At Cheke & Co we are experienced at advising leaseholders seeking to extend their lease.
Once the unexpired term of a lease is less than 85 years, the value and saleability of the property is likely to be affected. The cost of extending the lease will be questioned by purchasers who would prefer not to pay the costs involved. Mortgage lenders also require valuations undertaken on their behalf to reflect the lease length and costs of extending the lease.
The cost of the premium payable to the freeholder increases as the lease length reduces, so it’s prudent to consider extending your lease as soon as possible. The cost of extending before a lease is 80 years is highly recommended because no marriage value is payable. The marriage value is the difference between the value of the property before and after a lease is extended.
If you purchase a leasehold property, you cannot extend the lease within the first two years so its not uncommon for a lease to be extended while its being sold.
The lease extension process can be complicated. Often a freeholder will propose to grant a new lease of say 125 years at a suggested cost based on the remaining years of the lease.
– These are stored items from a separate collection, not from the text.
//! Keyword classification of user requests.
//!
//! The client sends a numeric `type`, but the text of the request has the last
//! word: an organize keyword forces [`Intent::Organize`], and an image keyword
//! forces [`Intent::Image`] even if an organize keyword also matched.

use std::fmt;

/// Phrases that mean "tidy up my desktop".
pub const ORGANIZE_KEYWORDS: [&str; 4] = ["分类", "整理桌面", "整理", "收拾"];

/// Phrases that mean "make me a wallpaper".
pub const IMAGE_KEYWORDS: [&str; 2] = ["壁纸", "图片"];

/// What the user wants the relay to do.
#[derive(Debug, Clone, Copy, PartialEq, Eq, Hash, Default)]
pub enum Intent {
    /// Free-form conversation with the chat model.
    #[default]
    Chat,
    /// Ask the chat model to lay out desktop icons using the classify prompt.
    Organize,
    /// Generate a wallpaper with the text-to-image provider.
    Image,
}

impl Intent {
    /// Maps the wire code (`0`, `1`, `2`) to an intent.
    pub fn from_code(code: i64) -> Option<Self> {
        match code {
            0 => Some(Self::Chat),
            1 => Some(Self::Organize),
            2 => Some(Self::Image),
            _ => None,
        }
    }

    pub fn code(self) -> i64 {
        match self {
            Self::Chat => 0,
            Self::Organize => 1,
            Self::Image => 2,
        }
    }

    pub fn as_str(self) -> &'static str {
        match self {
            Self::Chat => "chat",
            Self::Organize => "organize",
            Self::Image => "image",
        }
    }
}

impl fmt::Display for Intent {
    fn fmt(&self, f: &mut fmt::Formatter<'_>) -> fmt::Result {
        f.write_str(self.as_str())
    }
}

/// Returns the intent forced by keywords in `input`, if any.
///
/// Both scans always run; the image scan runs second so it wins when both
/// match.
pub fn keyword_intent(input: &str) -> Option<Intent> {
    let mut intent = None;
    if ORGANIZE_KEYWORDS.iter().any(|k| input.contains(k)) {
        intent = Some(Intent::Organize);
    }
    if IMAGE_KEYWORDS.iter().any(|k| input.contains(k)) {
        intent = Some(Intent::Image);
    }
    intent
}

/// Returns the effective intent for `input`: the keyword intent when one
/// matches, `requested` otherwise.
///
/// # Examples
///
/// ```
/// use deskrelay::intent::{Intent, classify};
///
/// assert_eq!(classify("帮我整理一下桌面", Intent::Chat), Intent::Organize);
/// assert_eq!(classify("整理图片", Intent::Chat), Intent::Image);
/// assert_eq!(classify("hello", Intent::Organize), Intent::Organize);
/// ```
pub fn classify(input: &str, requested: Intent) -> Intent {
    keyword_intent(input).unwrap_or(requested)
}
However, as a leaseholder you have the right to a statutory lease extension which involves the addition of ninety years to the existing lease. The valuation of the premium is undertaken by a Chartered Surveyor and can be used in lease extension negotiations. Our advice may differ depending on whether you are considering selling or retaining your property as an investment.
If the freeholder and leaseholder can’t agree the costs of the premium payable for the extended lease, then the matter can be referred to a tribunal for a decision.
We are highly experienced at saving homeowners’ money when extending their lease and would be delighted to assist you to maximise the value of your leasehold property and enhance its saleability. Please contact us for an initial discussion.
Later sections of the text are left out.